Why does the 1987 Korn oneliner print unix? [closed]

Question

OK, I will bite. An answer to the massively popular Why does the C preprocessor interpret the word "linux" as the constant "1"? question mentions that

main() { printf(&unix["\021%six\012\0"],(unix)["have"]+"fun"-0x60);}`

prints "unix", but for reasons that have absolutely nothing to do with the spelling of the macro name.

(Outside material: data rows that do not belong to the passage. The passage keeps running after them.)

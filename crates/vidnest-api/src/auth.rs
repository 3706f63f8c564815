use std::sync::Arc;

use argon2::{
    Argon2, PasswordHash, PasswordHasher, PasswordVerifier,
    password_hash::{SaltString, rand_core::OsRng},
};
use axum::{Json, extract::State};
use jsonwebtoken::{EncodingKey, Header, encode};
use uuid::Uuid;

use vidnest_db::Database;
use vidnest_types::api::{Claims, LoginRequest, LoginResponse, RegisterRequest, RegisterResponse};
use vidnest_types::models::Role;

use crate::error::{ApiError, ApiResult, run_blocking};
use crate::response::ApiResponse;
use crate::storage::MediaStore;

pub type AppState = Arc<AppStateInner>;

pub struct AppStateInner {
    pub db: Database,
    pub jwt_secret: String,
    pub media: MediaStore,
}

pub async fn register(
    State(state): State<AppState>,
    Json(req): Json<RegisterRequest>,
) -> ApiResult<ApiResponse<RegisterResponse>> {
    // Validate input
    if req.username.len() < 3 || req.username.len() > 32 {
        return Err(ApiError::invalid("Username must be 3-32 characters"));
    }
    if req.password.len() < 8 {
        return Err(ApiError::invalid("Password must be at least 8 characters"));
    }

    // Check if username is taken
    let db = state.clone();
    let username = req.username.clone();
    if run_blocking(move || db.db.get_user_by_username(&username))
        .await?
        .is_some()
    {
        return Err(ApiError::conflict("Username already exists"));
    }

    // Hash password with Argon2id
    let salt = SaltString::generate(&mut OsRng);
    let argon2 = Argon2::default();
    let password_hash = argon2
        .hash_password(req.password.as_bytes(), &salt)
        .map_err(|e| ApiError::Internal(anyhow::anyhow!("password hashing failed: {e}")))?
        .to_string();

    let user_id = Uuid::new_v4();

    let db = state.clone();
    let username = req.username.clone();
    run_blocking(move || {
        db.db
            .create_user(&user_id.to_string(), &username, &password_hash, Role::User.as_str())
    })
    .await?;

    let token = create_token(&state.jwt_secret, user_id, &req.username, Role::User)?;

    Ok(ApiResponse::created(
        "User registered successfully",
        RegisterResponse { user_id, token },
    ))
}

pub async fn login(
    State(state): State<AppState>,
    Json(req): Json<LoginRequest>,
) -> ApiResult<ApiResponse<LoginResponse>> {
    let db = state.clone();
    let username = req.username.clone();
    let user = run_blocking(move || db.db.get_user_by_username(&username))
        .await?
        .ok_or_else(|| ApiError::unauthorized("Invalid credentials"))?;

    // Verify password
    let parsed_hash = PasswordHash::new(&user.password)
        .map_err(|e| ApiError::Internal(anyhow::anyhow!("stored hash unreadable: {e}")))?;

    Argon2::default()
        .verify_password(req.password.as_bytes(), &parsed_hash)
        .map_err(|_| ApiError::unauthorized("Invalid credentials"))?;

    let user_id: Uuid = user
        .id
        .parse()
        .map_err(|e| ApiError::Internal(anyhow::anyhow!("corrupt user id '{}': {e}", user.id)))?;

    let token = create_token(&state.jwt_secret, user_id, &user.username, Role::parse(&user.role))?;

    Ok(ApiResponse::ok(
        "Logged in successfully",
        LoginResponse {
            user_id,
            username: user.username,
            token,
        },
    ))
}

fn create_token(secret: &str, user_id: Uuid, username: &str, role: Role) -> ApiResult<String> {
    let claims = Claims {
        sub: user_id,
        username: username.to_string(),
        role,
        exp: (chrono::Utc::now() + chrono::Duration::days(30)).timestamp() as usize,
    };

    let token = encode(
        &Header::default(),
        &claims,
        &EncodingKey::from_secret(secret.as_bytes()),
    )
    .map_err(|e| ApiError::Internal(anyhow::anyhow!("token encoding failed: {e}")))?;

    Ok(token)
}
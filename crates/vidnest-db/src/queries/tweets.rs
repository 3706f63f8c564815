use anyhow::Result;
use rusqlite::Row;

use super::OptionalExt;
use crate::Database;
use crate::models::TweetRow;

const TWEET_COLUMNS: &str = "id, author_id, body, like_count, is_public, created_at";

fn map_tweet(row: &Row) -> rusqlite::Result<TweetRow> {
    Ok(TweetRow {
        id: row.get(0)?,
        author_id: row.get(1)?,
        body: row.get(2)?,
        like_count: row.get(3)?,
        is_public: row.get(4)?,
        created_at: row.get(5)?,
    })
}

impl Database {
    pub fn insert_tweet(&self, id: &str, author_id: &str, body: &str) -> Result<()> {
        self.with_conn(|conn| {
            conn.execute(
                "INSERT INTO tweets (id, author_id, body) VALUES (?1, ?2, ?3)",
                rusqlite::params![id, author_id, body],
            )?;
            Ok(())
        })
    }

    pub fn get_tweet(&self, id: &str) -> Result<Option<TweetRow>> {
        self.with_conn(|conn| {
            let sql = format!("SELECT {TWEET_COLUMNS} FROM tweets WHERE id = ?1");
            let mut stmt = conn.prepare(&sql)?;
            let row = stmt.query_row([id], map_tweet).optional()?;
            Ok(row)
        })
    }

    pub fn list_tweets_by_author(&self, author_id: &str) -> Result<Vec<TweetRow>> {
        self.with_conn(|conn| {
            let sql = format!(
                "SELECT {TWEET_COLUMNS} FROM tweets WHERE author_id = ?1 ORDER BY created_at DESC"
            );
            let mut stmt = conn.prepare(&sql)?;
            let rows = stmt
                .query_map([author_id], map_tweet)?
                .collect::<std::result::Result<Vec<_>, _>>()?;
            Ok(rows)
        })
    }

    pub fn update_tweet(&self, id: &str, body: &str) -> Result<()> {
        self.with_conn(|conn| {
            conn.execute(
                "UPDATE tweets SET body = ?2, updated_at = datetime('now') WHERE id = ?1",
                rusqlite::params![id, body],
            )?;
            Ok(())
        })
    }

    pub fn delete_tweet(&self, id: &str) -> Result<()> {
        self.with_conn(|conn| {
            conn.execute("DELETE FROM tweets WHERE id = ?1", [id])?;
            Ok(())
        })
    }
}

I read http://www.ioccc.org/1987/korn.hint but I think quite more detail would help unobfuscating this :)

Answer 1

unix is 1 because of an implicit #define in the compiler or the runtime environment.

Thus, and because a[b] == b[a] == *(a + b) and thus 1["xy"] == "xy"[1], you get:

• &unix["\021%six\012\0"] points to "%six\012\0"
• (unix)["have"] = "have"[1] = 'a',
• "'a'+"fun"-0x60" = "fun" + 1 = "un".

This leads you to printf("%six\012\0", "un"); which clearly does print "unix\012", \012 being a line break (the same as \n).

If unix is undefined, e. g. on a Windows system, you get an error.

If unix was 0 (can that ever be the way on a clean system?), you get

printf("\012%six\n", 'h'+"fun"-0x60)

where the 2nd argument is "fun"+8, pointing to Nirvana and leading to undefined behaviour.